The RAND authors suggest that Medicare payment rates are an appropriate substitute for the prices negotiated between hospitals and private insurance. However, Medicare and Medicaid “covered only approximately 87 percent of hospitals’ costs of providing care to beneficiaries in 2016—that is, hospitals do not break even” on caring for Medicare and Medicaid patients, Noether and Stearns write, noting that, in 2017, the annual Medicare and Medicaid shortfall grew to $76.8 billion.

Noether and Stearns state that “[f]or hospitals to remain financially viable, these shortfalls must be covered by revenue from other sources, including commercially insured patients. This need to cover losses from government programs, which set reimbursement rates administratively rather than through negotiations, is a fundamental challenge facing community hospitals.” They note that this is supported by analysis from the government’s own Medicare Payment Advisory Commission, which shows that “hospitals have had consistently negative margins for Medicare patients, averaging a nearly 10 percent loss in 2017.” Noether and Stearns further write that, “if hospitals did receive the same rates from commercial payors as from Medicare, their average margin would be an unsustainable negative 20 percent. Not only would this amount not provide any funds to invest in the facilities, information technology infrastructure, research, and other support necessary to maintain and improve clinical quality and patient experience, but many hospitals would likely find it difficult to stay in business at all.”

Hospitals and health systems are working hard to transform care delivery to improve quality and make care more affordable for patients. They are investing in new technology and information systems to enhance safety and the patient experience and improve care coordination. That important work, and overall access to care, would be threatened by proposals like those made in RAND study. Simply shifting to prices based on artificially low Medicare payment rates would strip vital resources from already strapped communities, seriously impeding access to care. Hospitals would not have the resources needed to keep our doors open, innovate to adapt to a rapidly changing field and maintain the services communities need and expect.

A similar study from the West Health Policy Center focusing on California suffers from many of same shortcomings as the RAND study. Noether and Stearns note that, like the RAND study, the California analysis is “purely descriptive, making no attempt to explain the industry dynamics behind the observed patterns in prices.”

Despite acknowledging that California hospitals earn only a small positive operating margin of 3 percent, the authors of the West Health Policy Center study incongruously suggest that the differential between commercial payments and Medicare payments is unjustified and that hospitals could adjust without making major sacrifices in the range of services, readiness for disasters and access for vulnerable communities they currently offer.

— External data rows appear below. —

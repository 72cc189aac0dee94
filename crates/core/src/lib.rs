pub mod config;
pub mod feed;
pub mod journey;
pub mod mapview;
pub mod order;
pub mod session;
pub mod testing;

pub use config::{
    load_config, load_config_from_str, validate_config, Config, ConfigError, DestinationConfig,
    DriverConfig, OrderConfig, RestaurantConfig,
};
pub use feed::{AutoAdvanceConfig, AutoAdvanceFeed, StatusFeed};
pub use journey::{derive_journey, progress_pct, Journey, Milestone, MilestoneTone};
pub use mapview::{MapScene, MapStatus, DELAY_NOTICE};
pub use order::{
    GeoPoint, OrderInfo, OrderStatus, RestaurantInfo, StatusEvent, PLACEHOLDER_PHOTO_URL,
    TRACKED_SEQUENCE,
};
pub use session::{SessionStatus, TrackingSession, TrackingSnapshot, TrackingState};
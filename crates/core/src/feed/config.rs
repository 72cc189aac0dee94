//! Autoadvance feed configuration.

use serde::{Deserialize, Serialize};

use crate::order::OrderStatus;

/// Configuration for the demo autoadvance feed.
#[derive(Debug, Clone, Serialize, Deserialize)]
pub struct AutoAdvanceConfig {
    /// How long to wait between status steps (milliseconds).
    #[serde(default = "default_advance_interval")]
    pub advance_interval_ms: u64,

    /// Status the feed starts from.
    #[serde(default = "default_start")]
    pub start: OrderStatus,
}

fn default_advance_interval() -> u64 {
    8000 // 8 seconds
}

fn default_start() -> OrderStatus {
    OrderStatus::Confirmed
}

impl Default for AutoAdvanceConfig {
    fn default() -> Self {
        Self {
            advance_interval_ms: default_advance_interval(),
            start: default_start(),
        }
    }
}

#[cfg(test)]
mod tests {
    use super::*;

    #[test]
    fn test_default_config() {
        let config = AutoAdvanceConfig::default();
        assert_eq!(config.advance_interval_ms, 8000);
        assert_eq!(config.start, OrderStatus::Confirmed);
    }

    #[test]
    fn test_deserialize_minimal() {
        let toml = r#"
            advance_interval_ms = 250
        "#;
        let config: AutoAdvanceConfig = toml::from_str(toml).unwrap();
        assert_eq!(config.advance_interval_ms, 250);
        assert_eq!(config.start, OrderStatus::Confirmed);
    }

    #[test]
    fn test_deserialize_full() {
        let toml = r#"
            advance_interval_ms = 1000
            start = "preparing"
        "#;
        let config: AutoAdvanceConfig = toml::from_str(toml).unwrap();
        assert_eq!(config.advance_interval_ms, 1000);
        assert_eq!(config.start, OrderStatus::Preparing);
    }
}
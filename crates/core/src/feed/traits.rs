//! The status feed seam.

use async_trait::async_trait;

use crate::order::StatusEvent;

/// A source of order status events.
#[async_trait]
pub trait StatusFeed: Send {
    /// Name of the feed implementation (for logging).
    fn name(&self) -> &str;

    /// Wait for the next status change.
    ///
    /// Returns `None` once the feed is exhausted; after that the feed must
    /// keep returning `None` and must not hold any pending timers.
    async fn next_event(&mut self) -> Option<StatusEvent>;
}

“The authors could have used their data to provide a fuller picture of the complicated range of determinants of hospital prices and margins,” Noether and Stearns note. “For example, using the data provided by the authors, the correlation between California hospitals’ operating margins and share of hospital costs that are associated with commercial payors is only 0.03. If hospitals were truly taking advantage of market positioning, one would expect a stronger relationship between hospital profitability and the share of a hospital’s patients with commercial insurance.”

Like the RAND authors, the authors of the West Health Policy Center study too fail to calculate that differential based on actual negotiated prices, another misstep that seriously diminishes the usefulness of their findings. And, once again they fail to note that commercial Blue Cross plans are the first or second largest insurer in every single market in that state, commanding more than 60 percent in some locations, with more than enough market power to resist unjustified rates.

 

Melinda Reid Hatton is AHA General Counsel.

 

[i] The views expressed by Monica Noether and Benjamin Stearns in their analysis do not reflect or represent the views of Charles River Associates or any of the organizations with which the authors are affiliated.